Copyright: © 2016 Correa WR, et al. This is an open-access article distributed under the terms of the Creative Commons Attribution License, which permits unrestricted use, distribution, and reproduction in any medium, provided the original author and source are credited.

Visit for more related articles at Natural Products Chemistry & Research

Abstract

In this study, the antioxidant and cytotoxic activity, the phenolic content and the HPLC-DAD/ESI-MS profile of the ethanolic extracts of five Amaranthaceae plants collected in the south of Brazil were investigated: these were Alternanthera philoxeroides (Mart.) Griseb. (I), Alternanthera hirtula (Mart.) R.E. Fr. (II), Alternanthera praelonga A. St. –Hil. (III), Froelichia tomentosa (C. Mart.) Moq. (IV) and Pfaffia tuberosa (Spreng.) Hicken (V). The antioxidant potential was determined using the DPPH and ORAC-FL assays. The total phenolic content was measured using the Folin- Ciocalteu reagent. The ethanolic extracts of I, II, IV and V showed high levels of phenolic compounds (3.6-20.0 mg GAE/Kg), as well as high antioxidant activity in both methods. The cytotoxicity of the extracts was investigated in vitro against panel of human cancer cell lines and against VERO control. The extract of V exhibited anti-proliferative activity against all cancer cell lines studied (Total Growth Inhibition, TGI<100 μg/mL), except for VERO cell line (TGI=125.2 μg/ mL). HPLC-UV/DAD and ESI-MS analyses revealed that the extracts investigated appear to contain phenolic acids and flavonoids as main constituents. Findings from this study demonstrated that the extracts of the Amaranthaceae plants from the south of Brazil may be considered as promising sources of antioxidant and anti-proliferative compounds.

Keywords

Amaranthaceae; Anti-proliferative activity; Antioxidant capacity; Phenolic

Introduction

Free radicals are responsible for lipid peroxidation occurring during production and storage of nutrients and are directly involved in some cancers, cardiovascular disorders, diabetes, Alzheimer's disease, and others human pathologies [1,2]. Antioxidant compounds can be useful to prevent several degenerative diseases or as preservative in food, toiletries and pharmaceutical products [3-7]. Species of the Amaranthaceae family are able to accumulate phenolic substances and these are closely related to the antioxidant activity due to their capacity to scavenge free radicals, protect against lipid peroxidation and quench reactive oxygen species [3-5,8,9]. Members of this plant family are used in the extraction of natural pigments for application as food colorants and antioxidants [1,4,5]. In addition, species of Amaranthaceae have been used in Brazilian folk medicine for the treatment of diseases such as infections and inflammation [10-15].

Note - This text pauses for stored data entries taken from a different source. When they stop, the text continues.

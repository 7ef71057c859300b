//! Utilidades de validación
//!
//! Expresiones regulares compartidas por los DTOs y el extractor
//! `ValidatedJson`, que rechaza cuerpos mal formados antes de llegar
//! a la lógica de negocio.

use axum::{
    async_trait,
    extract::{FromRequest, Request},
    Json,
};
use lazy_static::lazy_static;
use regex::Regex;
use serde::de::DeserializeOwned;
use validator::{Validate, ValidationError};

use crate::utils::errors::AppError;

lazy_static! {
    /// Teléfono: dígitos, espacios, guiones y paréntesis, con prefijo + opcional
    pub static ref PHONE_REGEX: Regex = Regex::new(r"^\+?[0-9 ()\-]{6,20}$").unwrap();

    /// Hora con forma HH:MM o HH:MM:SS (el rango se comprueba al confirmar)
    pub static ref TIME_SHAPE_REGEX: Regex = Regex::new(r"^\d{1,2}:\d{2}(:\d{2})?$").unwrap();
}

/// Validar la forma de `preferred_time`
pub fn validate_time_shape(value: &str) -> Result<(), ValidationError> {
    if !TIME_SHAPE_REGEX.is_match(value) {
        let mut error = ValidationError::new("time");
        error.add_param("value".into(), &value.to_string());
        error.add_param("format".into(), &"HH:MM[:SS]".to_string());
        return Err(error);
    }
    Ok(())
}

/// Validar que un texto no esté compuesto solo de espacios
pub fn validate_not_blank(value: &str) -> Result<(), ValidationError> {
    if value.trim().is_empty() {
        return Err(ValidationError::new("blank"));
    }
    Ok(())
}

/// Cuerpo JSON deserializado y validado
///
/// Un JSON inválido (incluido un estado desconocido) produce 400 en lugar
/// del 422 por defecto de axum.
#[derive(Debug, Clone)]
pub struct ValidatedJson<T>(pub T);

#[async_trait]
impl<T, S> FromRequest<S> for ValidatedJson<T>
where
    T: DeserializeOwned + Validate,
    S: Send + Sync,
{
    type Rejection = AppError;

    async fn from_request(req: Request, state: &S) -> Result<Self, Self::Rejection> {
        let Json(value) = Json::<T>::from_request(req, state)
            .await
            .map_err(|rejection| AppError::BadRequest(rejection.body_text()))?;

        value.validate()?;
        Ok(ValidatedJson(value))
    }
}

#[cfg(test)]
mod tests {
    use super::*;

    #[test]
    fn test_phone_regex() {
        assert!(PHONE_REGEX.is_match("+34 600 123 456"));
        assert!(PHONE_REGEX.is_match("(555) 123-4567"));
        assert!(!PHONE_REGEX.is_match("12"));
        assert!(!PHONE_REGEX.is_match("call me maybe"));
    }

    #[test]
    fn test_validate_time_shape() {
        assert!(validate_time_shape("14:30").is_ok());
        assert!(validate_time_shape("09:05:00").is_ok());
        // La forma es correcta aunque la hora no exista
        assert!(validate_time_shape("25:99").is_ok());
        assert!(validate_time_shape("half past two").is_err());
        assert!(validate_time_shape("1430").is_err());
    }

    #[test]
    fn test_validate_not_blank() {
        assert!(validate_not_blank("Ana").is_ok());
        assert!(validate_not_blank("   ").is_err());
    }
}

Previous chemical analyses of Amaranthaceae plants have demonstrated the occurrence of phenolic acids, aurones, betacyanins, betalains, betaxanthins, chromoalkaloids, ecdysteroids, flavonoids, protoalkaloids, saponins, steroids, and triterpenes [1,2,4,11-15].

These facts prompted us to investigate the chemical composition and antioxidant and cytotoxic activities of the ethanolic extracts of five Amaranthaceae plants collected in the south of Brazil; these were A. philoxeroides (Mart.) Griseb. (I), A. hirtula (Mart.) R.E. Fr. (II), A. praelonga A. St. –Hil. (III), F. tomentosa (C. Mart.) Moq. (IV) and P. tuberosa (Spreng.) Hicken (V).

Materials and Methods

Plant material

The whole plants of A. philoxeroides (Mart.) Griseb. (I), A. hirtula (Mart.) R.E. Fr. (II), A. praelonga A. St. –Hil. (III), F. tomentosa (Mart.) Moq. (IV) and P. tuberosa (Spreng.) Hicken (V) were collected in Rio Grande do Sul State, Brazil. Voucher specimens were deposited at the herbarium PACA/IAP-UNISINOS, RS, Brazil, register number PACA 103073, PACA 103235, PACA 103233, PACA 103236 and PACA 103234 for plants I, II, II, IV and V, respectively.

Extracts preparation and chemical analysis

Dried and powdered leaves of each plant (50 g) were extracted with ethanol (3 × 300 mL) at room temperature. The solvent was removed under reduced pressure to give the crude extracts. Phytochemical tests for sterols/triterpenes, phenolic compounds, tannins, saponins, and alkaloids were carried out according to usual methodology [16].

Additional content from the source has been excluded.